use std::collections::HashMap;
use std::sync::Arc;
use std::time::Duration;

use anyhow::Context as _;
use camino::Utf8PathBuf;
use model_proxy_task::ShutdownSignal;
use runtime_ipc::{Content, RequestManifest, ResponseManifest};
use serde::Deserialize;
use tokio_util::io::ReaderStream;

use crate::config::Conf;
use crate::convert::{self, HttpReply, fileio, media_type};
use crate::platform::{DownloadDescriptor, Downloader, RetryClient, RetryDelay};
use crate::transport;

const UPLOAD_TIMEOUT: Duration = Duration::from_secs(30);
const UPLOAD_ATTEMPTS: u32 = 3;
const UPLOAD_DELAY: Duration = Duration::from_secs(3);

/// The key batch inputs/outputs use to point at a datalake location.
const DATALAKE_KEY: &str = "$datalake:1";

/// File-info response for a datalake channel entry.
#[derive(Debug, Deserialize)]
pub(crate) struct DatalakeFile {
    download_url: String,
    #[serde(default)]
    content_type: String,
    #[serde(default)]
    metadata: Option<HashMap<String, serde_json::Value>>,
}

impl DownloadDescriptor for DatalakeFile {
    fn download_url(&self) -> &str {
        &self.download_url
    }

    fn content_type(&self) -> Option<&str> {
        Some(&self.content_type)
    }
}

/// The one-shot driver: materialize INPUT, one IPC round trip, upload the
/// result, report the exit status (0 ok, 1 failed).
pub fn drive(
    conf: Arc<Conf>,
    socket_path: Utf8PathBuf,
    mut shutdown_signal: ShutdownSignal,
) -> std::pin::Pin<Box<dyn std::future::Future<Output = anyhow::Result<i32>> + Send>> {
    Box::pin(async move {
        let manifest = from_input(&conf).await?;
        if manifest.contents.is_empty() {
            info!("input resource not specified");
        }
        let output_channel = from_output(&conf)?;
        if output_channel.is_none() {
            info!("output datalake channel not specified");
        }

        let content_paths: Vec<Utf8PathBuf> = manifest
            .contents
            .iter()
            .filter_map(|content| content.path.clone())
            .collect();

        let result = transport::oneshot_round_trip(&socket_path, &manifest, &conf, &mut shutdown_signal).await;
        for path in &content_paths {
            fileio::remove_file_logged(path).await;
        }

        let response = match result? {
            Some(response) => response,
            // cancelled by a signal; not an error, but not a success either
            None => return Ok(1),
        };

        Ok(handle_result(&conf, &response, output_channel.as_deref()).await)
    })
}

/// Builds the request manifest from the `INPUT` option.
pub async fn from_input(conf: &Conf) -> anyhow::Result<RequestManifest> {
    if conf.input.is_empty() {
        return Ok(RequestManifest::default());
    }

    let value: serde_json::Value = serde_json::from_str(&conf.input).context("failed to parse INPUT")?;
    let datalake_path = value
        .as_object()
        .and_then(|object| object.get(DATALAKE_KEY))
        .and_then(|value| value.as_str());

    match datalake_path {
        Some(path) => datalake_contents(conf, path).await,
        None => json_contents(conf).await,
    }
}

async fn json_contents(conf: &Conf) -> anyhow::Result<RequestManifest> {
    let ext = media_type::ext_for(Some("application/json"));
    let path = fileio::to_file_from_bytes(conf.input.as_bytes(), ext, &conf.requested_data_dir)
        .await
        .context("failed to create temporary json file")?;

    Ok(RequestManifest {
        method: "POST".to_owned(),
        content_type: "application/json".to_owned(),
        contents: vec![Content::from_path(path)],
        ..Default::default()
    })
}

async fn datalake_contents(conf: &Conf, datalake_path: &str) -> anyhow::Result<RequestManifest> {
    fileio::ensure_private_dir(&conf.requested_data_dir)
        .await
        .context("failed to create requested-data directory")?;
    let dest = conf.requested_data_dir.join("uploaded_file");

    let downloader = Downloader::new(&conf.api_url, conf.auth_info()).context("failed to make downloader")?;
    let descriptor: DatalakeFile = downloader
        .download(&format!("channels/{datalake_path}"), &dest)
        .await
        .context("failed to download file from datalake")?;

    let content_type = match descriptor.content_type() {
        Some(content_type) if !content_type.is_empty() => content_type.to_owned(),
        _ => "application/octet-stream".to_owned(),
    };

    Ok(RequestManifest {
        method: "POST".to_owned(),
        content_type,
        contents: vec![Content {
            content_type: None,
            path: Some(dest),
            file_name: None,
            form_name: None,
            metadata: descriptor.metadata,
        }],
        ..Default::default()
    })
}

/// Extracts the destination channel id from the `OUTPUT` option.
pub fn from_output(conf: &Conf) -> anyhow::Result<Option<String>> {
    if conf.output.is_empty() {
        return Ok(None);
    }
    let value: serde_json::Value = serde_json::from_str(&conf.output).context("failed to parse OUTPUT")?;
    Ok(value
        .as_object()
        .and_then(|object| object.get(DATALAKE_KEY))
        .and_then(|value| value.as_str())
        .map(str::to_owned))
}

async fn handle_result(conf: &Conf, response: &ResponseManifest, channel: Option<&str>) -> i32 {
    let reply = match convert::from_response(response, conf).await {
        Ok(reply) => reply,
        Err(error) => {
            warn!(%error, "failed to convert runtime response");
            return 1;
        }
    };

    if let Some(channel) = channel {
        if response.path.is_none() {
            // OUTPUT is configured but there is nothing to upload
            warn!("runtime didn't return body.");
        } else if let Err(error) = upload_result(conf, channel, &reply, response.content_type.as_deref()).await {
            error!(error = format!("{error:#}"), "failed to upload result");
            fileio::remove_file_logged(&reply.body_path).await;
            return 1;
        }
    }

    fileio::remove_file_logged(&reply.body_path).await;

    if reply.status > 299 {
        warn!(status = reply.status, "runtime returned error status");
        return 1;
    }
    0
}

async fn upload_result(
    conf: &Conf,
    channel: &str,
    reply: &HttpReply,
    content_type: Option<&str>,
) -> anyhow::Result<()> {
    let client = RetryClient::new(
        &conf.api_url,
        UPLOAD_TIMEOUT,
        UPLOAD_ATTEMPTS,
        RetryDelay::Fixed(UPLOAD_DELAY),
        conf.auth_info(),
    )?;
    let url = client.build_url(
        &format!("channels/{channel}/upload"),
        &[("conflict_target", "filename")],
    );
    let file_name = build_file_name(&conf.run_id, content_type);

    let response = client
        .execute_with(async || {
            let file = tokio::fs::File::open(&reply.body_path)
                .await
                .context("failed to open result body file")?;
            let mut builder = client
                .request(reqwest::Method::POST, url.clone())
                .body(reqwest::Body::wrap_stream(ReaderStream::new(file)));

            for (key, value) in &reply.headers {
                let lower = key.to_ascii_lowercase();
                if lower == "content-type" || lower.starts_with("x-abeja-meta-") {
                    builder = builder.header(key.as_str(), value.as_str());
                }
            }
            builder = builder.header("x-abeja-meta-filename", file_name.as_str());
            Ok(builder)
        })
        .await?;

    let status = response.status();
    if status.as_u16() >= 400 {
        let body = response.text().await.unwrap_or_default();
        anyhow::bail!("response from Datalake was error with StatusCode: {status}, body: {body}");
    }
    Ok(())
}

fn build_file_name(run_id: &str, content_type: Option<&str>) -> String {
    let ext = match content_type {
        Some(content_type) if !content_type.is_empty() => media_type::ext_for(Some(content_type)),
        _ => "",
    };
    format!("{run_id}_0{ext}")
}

------------------------------------------------------------------------

GOAL OF THE EXERCISE
Please copy out every entry word for word.

RESULT OF THIS EXERCISE
use std::collections::HashMap;
use std::sync::Arc;
use std::time::Duration;

use anyhow::Context as _;
use camino::Utf8PathBuf;
use model_proxy_task::ShutdownSignal;
use runtime_ipc::{Content, RequestManifest, ResponseManifest};
use serde::Deserialize;
use tokio_util::io::ReaderStream;

use crate::config::Conf;
use crate::convert::{self, HttpReply, fileio, media_type};
use crate::platform::{DownloadDescriptor, Downloader, RetryClient, RetryDelay};
use crate::transport;

const UPLOAD_TIMEOUT: Duration = Duration::from_secs(30);
const UPLOAD_ATTEMPTS: u32 = 3;
const UPLOAD_DELAY: Duration = Duration::from_secs(3);

/// The key batch inputs/outputs use to point at a datalake location.
const DATALAKE_KEY: &str = "$datalake:1";

/// File-info response for a datalake channel entry.
#[derive(Debug, Deserialize)]
pub(crate) struct DatalakeFile {
    download_url: String,
    #[serde(default)]
    content_type: String,
    #[serde(default)]
    metadata: Option<HashMap<String, serde_json::Value>>,
}

impl DownloadDescriptor for DatalakeFile {
    fn download_url(&self) -> &str {
        &self.download_url
    }

    fn content_type(&self) -> Option<&str> {
        Some(&self.content_type)
    }
}

/// The one-shot driver: materialize INPUT, one IPC round trip, upload the
/// result, report the exit status (0 ok, 1 failed).
pub fn drive(
    conf: Arc<Conf>,
    socket_path: Utf8PathBuf,
    mut shutdown_signal: ShutdownSignal,
) -> std::pin::Pin<Box<dyn std::future::Future<Output = anyhow::Result<i32>> + Send>> {
    Box::pin(async move {
        let manifest = from_input(&conf).await?;
        if manifest.contents.is_empty() {
            info!("input resource not specified");
        }
        let output_channel = from_output(&conf)?;
        if output_channel.is_none() {
            info!("output datalake channel not specified");
        }

        let content_paths: Vec<Utf8PathBuf> = manifest
            .contents
            .iter()
            .filter_map(|content| content.path.clone())
            .collect();

        let result = transport::oneshot_round_trip(&socket_path, &manifest, &conf, &mut shutdown_signal).await;
        for path in &content_paths {
            fileio::remove_file_logged(path).await;
        }

        let response = match result? {
            Some(response) => response,
            // cancelled by a signal; not an error, but not a success either
            None => return Ok(1),
        };

        Ok(handle_result(&conf, &response, output_channel.as_deref()).await)
    })
}

/// Builds the request manifest from the `INPUT` option.
pub async fn from_input(conf: &Conf) -> anyhow::Result<RequestManifest> {
    if conf.input.is_empty() {
        return Ok(RequestManifest::default());
    }

    let value: serde_json::Value = serde_json::from_str(&conf.input).context("failed to parse INPUT")?;
    let datalake_path = value
        .as_object()
        .and_then(|object| object.get(DATALAKE_KEY))
        .and_then(|value| value.as_str());

    match datalake_path {
        Some(path) => datalake_contents(conf, path).await,
        None => json_contents(conf).await,
    }
}

async fn json_contents(conf: &Conf) -> anyhow::Result<RequestManifest> {
    let ext = media_type::ext_for(Some("application/json"));
    let path = fileio::to_file_from_bytes(conf.input.as_bytes(), ext, &conf.requested_data_dir)
        .await
        .context("failed to create temporary json file")?;

    Ok(RequestManifest {
        method: "POST".to_owned(),
        content_type: "application/json".to_owned(),
        contents: vec![Content::from_path(path)],
        ..Default::default()
    })
}

async fn datalake_contents(conf: &Conf, datalake_path: &str) -> anyhow::Result<RequestManifest> {
    fileio::ensure_private_dir(&conf.requested_data_dir)
        .await
        .context("failed to create requested-data directory")?;
    let dest = conf.requested_data_dir.join("uploaded_file");

    let downloader = Downloader::new(&conf.api_url, conf.auth_info()).context("failed to make downloader")?;
    let descriptor: DatalakeFile = downloader
        .download(&format!("channels/{datalake_path}"), &dest)
        .await
        .context("failed to download file from datalake")?;

    let content_type = match descriptor.content_type() {
        Some(content_type) if !content_type.is_empty() => content_type.to_owned(),
        _ => "application/octet-stream".to_owned(),
    };

    Ok(RequestManifest {
        method: "POST".to_owned(),
        content_type,
        contents: vec![Content {
            content_type: None,
            path: Some(dest),
            file_name: None,
            form_name: None,
            metadata: descriptor.metadata,
        }],
        ..Default::default()
    })
}

/// Extracts the destination channel id from the `OUTPUT` option.
pub fn from_output(conf: &Conf) -> anyhow::Result<Option<String>> {
    if conf.output.is_empty() {
        return Ok(None);
    }
    let value: serde_json::Value = serde_json::from_str(&conf.output).context("failed to parse OUTPUT")?;
    Ok(value
        .as_object()
        .and_then(|object| object.get(DATALAKE_KEY))
        .and_then(|value| value.as_str())
        .map(str::to_owned))
}

async fn handle_result(conf: &Conf, response: &ResponseManifest, channel: Option<&str>) -> i32 {
    let reply = match convert::from_response(response, conf).await {
        Ok(reply) => reply,
        Err(error) => {
            warn!(%error, "failed to convert runtime response");
            return 1;
        }
    };

    if let Some(channel) = channel {
        if response.path.is_none() {
            // OUTPUT is configured but there is nothing to upload
            warn!("runtime didn't return body.");
        } else if let Err(error) = upload_result(conf, channel, &reply, response.content_type.as_deref()).await {
            error!(error = format!("{error:#}"), "failed to upload result");
            fileio::remove_file_logged(&reply.body_path).await;
            return 1;
        }
    }

    fileio::remove_file_logged(&reply.body_path).await;

    if reply.status > 299 {
        warn!(status = reply.status, "runtime returned error status");
        return 1;
    }
    0
}

async fn upload_result(
    conf: &Conf,
    channel: &str,
    reply: &HttpReply,
    content_type: Option<&str>,
) -> anyhow::Result<()> {
    let client = RetryClient::new(
        &conf.api_url,
        UPLOAD_TIMEOUT,
        UPLOAD_ATTEMPTS,
        RetryDelay::Fixed(UPLOAD_DELAY),
        conf.auth_info(),
    )?;
    let url = client.build_url(
        &format!("channels/{channel}/upload"),
        &[("conflict_target", "filename")],
    );
    let file_name = build_file_name(&conf.run_id, content_type);

    let response = client
        .execute_with(async || {
            let file = tokio::fs::File::open(&reply.body_path)
                .await
                .context("failed to open result body file")?;
            let mut builder = client
                .request(reqwest::Method::POST, url.clone())
                .body(reqwest::Body::wrap_stream(ReaderStream::new(file)));

            for (key, value) in &reply.headers {
                let lower = key.to_ascii_lowercase();
                if lower == "content-type" || lower.starts_with("x-abeja-meta-") {
                    builder = builder.header(key.as_str(), value.as_str());
                }
            }
            builder = builder.header("x-abeja-meta-filename", file_name.as_str());
            Ok(builder)
        })
        .await?;

    let status = response.status();
    if status.as_u16() >= 400 {
        let body = response.text().await.unwrap_or_default();
        anyhow::bail!("response from Datalake was error with StatusCode: {status}, body: {body}");
    }
    Ok(())
}

fn build_file_name(run_id: &str, content_type: Option<&str>) -> String {
    let ext = match content_type {
        Some(content_type) if !content_type.is_empty() => media_type::ext_for(Some(content_type)),
        _ => "",
    };
    format!("{run_id}_0{ext}")
}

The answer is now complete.